Gower v. Farmers Home Administration (In Re Davis)

20 B.R. 519, 6 Collier Bankr. Cas. 2d 1022, 1982 Bankr. LEXIS 4009, 9 Bankr. Ct. Dec. (CRR) 113
CourtUnited States Bankruptcy Court, M.D. Georgia
DecidedJune 2, 1982
Docket19-30117
StatusPublished
Cited by35 cases

This text of 20 B.R. 519 (Gower v. Farmers Home Administration (In Re Davis)) is published on Counsel Stack Legal Research, covering United States Bankruptcy Court, M.D. Georgia primary law. Counsel Stack provides free access to over 12 million legal documents including statutes, case law, regulations, and constitutions.

Bluebook
Gower v. Farmers Home Administration (In Re Davis), 20 B.R. 519, 6 Collier Bankr. Cas. 2d 1022, 1982 Bankr. LEXIS 4009, 9 Bankr. Ct. Dec. (CRR) 113 (Ga. 1982).

Opinion

OPINION TO ACCOMPANY ORDER DENYING MOTION TO DISMISS

ALGIE M. MOSELEY, Jr., Bankruptcy Judge.

The question for decision is whether this adversary proceeding should be dismissed *520 because barred by the doctrine of sovereign immunity. Herein, the question is answered in the negative. The issue arises by reason of Defendant’s motion to dismiss.

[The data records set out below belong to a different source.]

pub mod profile;
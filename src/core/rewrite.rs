//! Whole-file rewrite built on the line classifier.
//!
//! A file is written back only when at least one line changed. Rewritten
//! files are re-joined with `\n`.

use std::fs;
use std::path::{Path, PathBuf};

use memchr::memmem;
use tracing::{debug, instrument, trace};

use crate::core::classify::{LineClassifier, LineEdit};
use crate::infra::io::{join_lines, read_file_smart, split_lines, wants_final_newline};

/// Per-file failures, recorded by the walker instead of aborting the run.
#[derive(Debug, thiserror::Error)]
pub enum RewriteError {
    #[error("cannot read {path}: {source}")]
    Read {
        path: PathBuf,
        #[source]
        source: std::io::Error,
    },
    #[error("{path} is not valid UTF-8")]
    NotUtf8 { path: PathBuf },
    #[error("cannot write {path}: {source}")]
    Write {
        path: PathBuf,
        #[source]
        source: std::io::Error,
    },
}

/// What happened to one source file.
#[derive(Debug, Clone, Copy, PartialEq, Eq)]
pub enum FileOutcome {
    Unchanged,
    /// `written` is false in dry-run mode
    Changed { lines: usize, written: bool },
}

/// New text for a file plus the number of substituted lines.
#[derive(Debug, Clone, PartialEq, Eq)]
pub struct Rewritten {
    pub text: String,
    pub lines: usize,
}

pub struct FileRewriter {
    classifier: LineClassifier,
    keep_final_newline: bool,
    dry_run: bool,
}

impl FileRewriter {
    pub fn new(classifier: LineClassifier, keep_final_newline: bool, dry_run: bool) -> Self {
        Self {
            classifier,
            keep_final_newline,
            dry_run,
        }
    }

    /// Classify every line of `text` in order. `None` when no line changed.
    pub fn rewrite_text(&self, text: &str) -> Option<Rewritten> {
        let mut changed = 0usize;
        let lines: Vec<_> = split_lines(text)
            .into_iter()
            .enumerate()
            .map(|(idx, line)| {
                let edit = self.classifier.classify(line);
                if let LineEdit::Rewritten { kind, .. } = &edit {
                    trace!(line = idx + 1, ?kind, "line rewritten");
                    changed += 1;
                }
                edit.into_text()
            })
            .collect();

        if changed == 0 {
            return None;
        }

        Some(Rewritten {
            text: join_lines(&lines, wants_final_newline(text, self.keep_final_newline)),
            lines: changed,
        })
    }

    /// Rewrite one file in place.
    #[instrument(level = "debug", skip(self, path), fields(path = %path.display()))]
    pub fn rewrite_file(&self, path: &Path) -> Result<FileOutcome, RewriteError> {
        let content = read_file_smart(path).map_err(|source| RewriteError::Read {
            path: path.to_path_buf(),
            source,
        })?;

        // Cheap byte search first; most files never mention the module
        let needle = self.classifier.pair().old.as_bytes();
        if needle.is_empty() || memmem::find(content.as_bytes(), needle).is_none() {
            debug!("file unchanged");
            return Ok(FileOutcome::Unchanged);
        }

        let text = content.as_str().map_err(|_| RewriteError::NotUtf8 {
            path: path.to_path_buf(),
        })?;

        let Some(rewritten) = self.rewrite_text(text) else {
            debug!("file unchanged");
            return Ok(FileOutcome::Unchanged);
        };

        // Release a possible mapping before truncating the file
        drop(content);

        if self.dry_run {
            debug!(lines = rewritten.lines, "dry run: file would change");
            return Ok(FileOutcome::Changed {
                lines: rewritten.lines,
                written: false,
            });
        }

        fs::write(path, rewritten.text).map_err(|source| RewriteError::Write {
            path: path.to_path_buf(),
            source,
        })?;
        debug!(lines = rewritten.lines, "file changed");

        Ok(FileOutcome::Changed {
            lines: rewritten.lines,
            written: true,
        })
    }
}
//! Shared test utilities for integration tests
//!
//! Builds small Go module fixtures on disk.

#![allow(dead_code)]

use assert_fs::prelude::*;

pub const OLD: &str = "github.com/old-org/svc";
pub const NEW: &str = "github.com/new-org/svc";

pub const GO_MOD: &str =
    "module github.com/old-org/svc\n\ngo 1.22\n\nrequire github.com/pkg/errors v0.9.1\n";

pub const MAIN_GO: &str = "package main\n\nimport (\n\t\"fmt\"\n\n\t\"github.com/old-org/svc/internal/store\"\n)\n\nfunc main() {\n\tfmt.Println(store.Name)\n}\n";

pub const STORE_GO: &str = "package store\n\n// Name is referenced as github.com/old-org/svc/internal/store.Name\nconst Name = \"store\"\n";

pub const UTIL_GO: &str = "package util\n\nfunc Add(a, b int) int { return a + b }\n";

/// A small module: manifest, nested packages, hidden dirs and non-Go files.
pub fn make_module() -> assert_fs::TempDir
{
    // Initialize the temporary project root
    let tmp = assert_fs::TempDir::new().expect("tempdir");

    tmp.child("go.mod")
        .write_str(GO_MOD)
        .expect("write go.mod");
    tmp.child("cmd/svc/main.go")
        .write_str(MAIN_GO)
        .expect("write main.go");
    tmp.child("internal/store/store.go")
        .write_str(STORE_GO)
        .expect("write store.go");
    tmp.child("internal/util/util.go")
        .write_str(UTIL_GO)
        .expect("write util.go");

    // Hidden directories must never be entered
    tmp.child(".cache/gen/gen.go")
        .write_str(MAIN_GO)
        .expect("write cached gen.go");
    tmp.child(".git/hooks/hook.go")
        .write_str(MAIN_GO)
        .expect("write hook.go");

    // Non-source files keep the old path
    tmp.child("README.md")
        .write_str("go get github.com/old-org/svc\n")
        .expect("write README.md");

    // Return the prepared directory to the caller
    tmp
}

In this Chapter 7 case Plaintiff filed a complaint seeking, among other things, to avoid certain alleged transfers and preferences. Plaintiff also alleged a partnership relationship between Debtor and Defendant and that Debtor assumed a fiduciary relationship toward Debtor and Debtor’s creditors, and this fiduciary relationship was breached. Defendant filed a motion to dismiss asserting that “.. . the relief sought is barred by the doctrine of sovereign immunity.” Defendant contends that it has not filed a proof of claim, and, therefore, pursuant to 11 U.S.C. § 106, has not waived its sovereign immunity. Defendant presents the question for decision as “Whether the United States has waived its sovereign immunity in a bankruptcy proceeding where it has not filed a proof of claim?” No issue is made by Plaintiff that Defendant is not a governmental unit of the United States to which the doctrine of sovereign immunity is available in a non-bankruptcy case. Plaintiff does contend that Congress has waived the Defendant’s sovereign immunity in 11 U.S.C. § 106.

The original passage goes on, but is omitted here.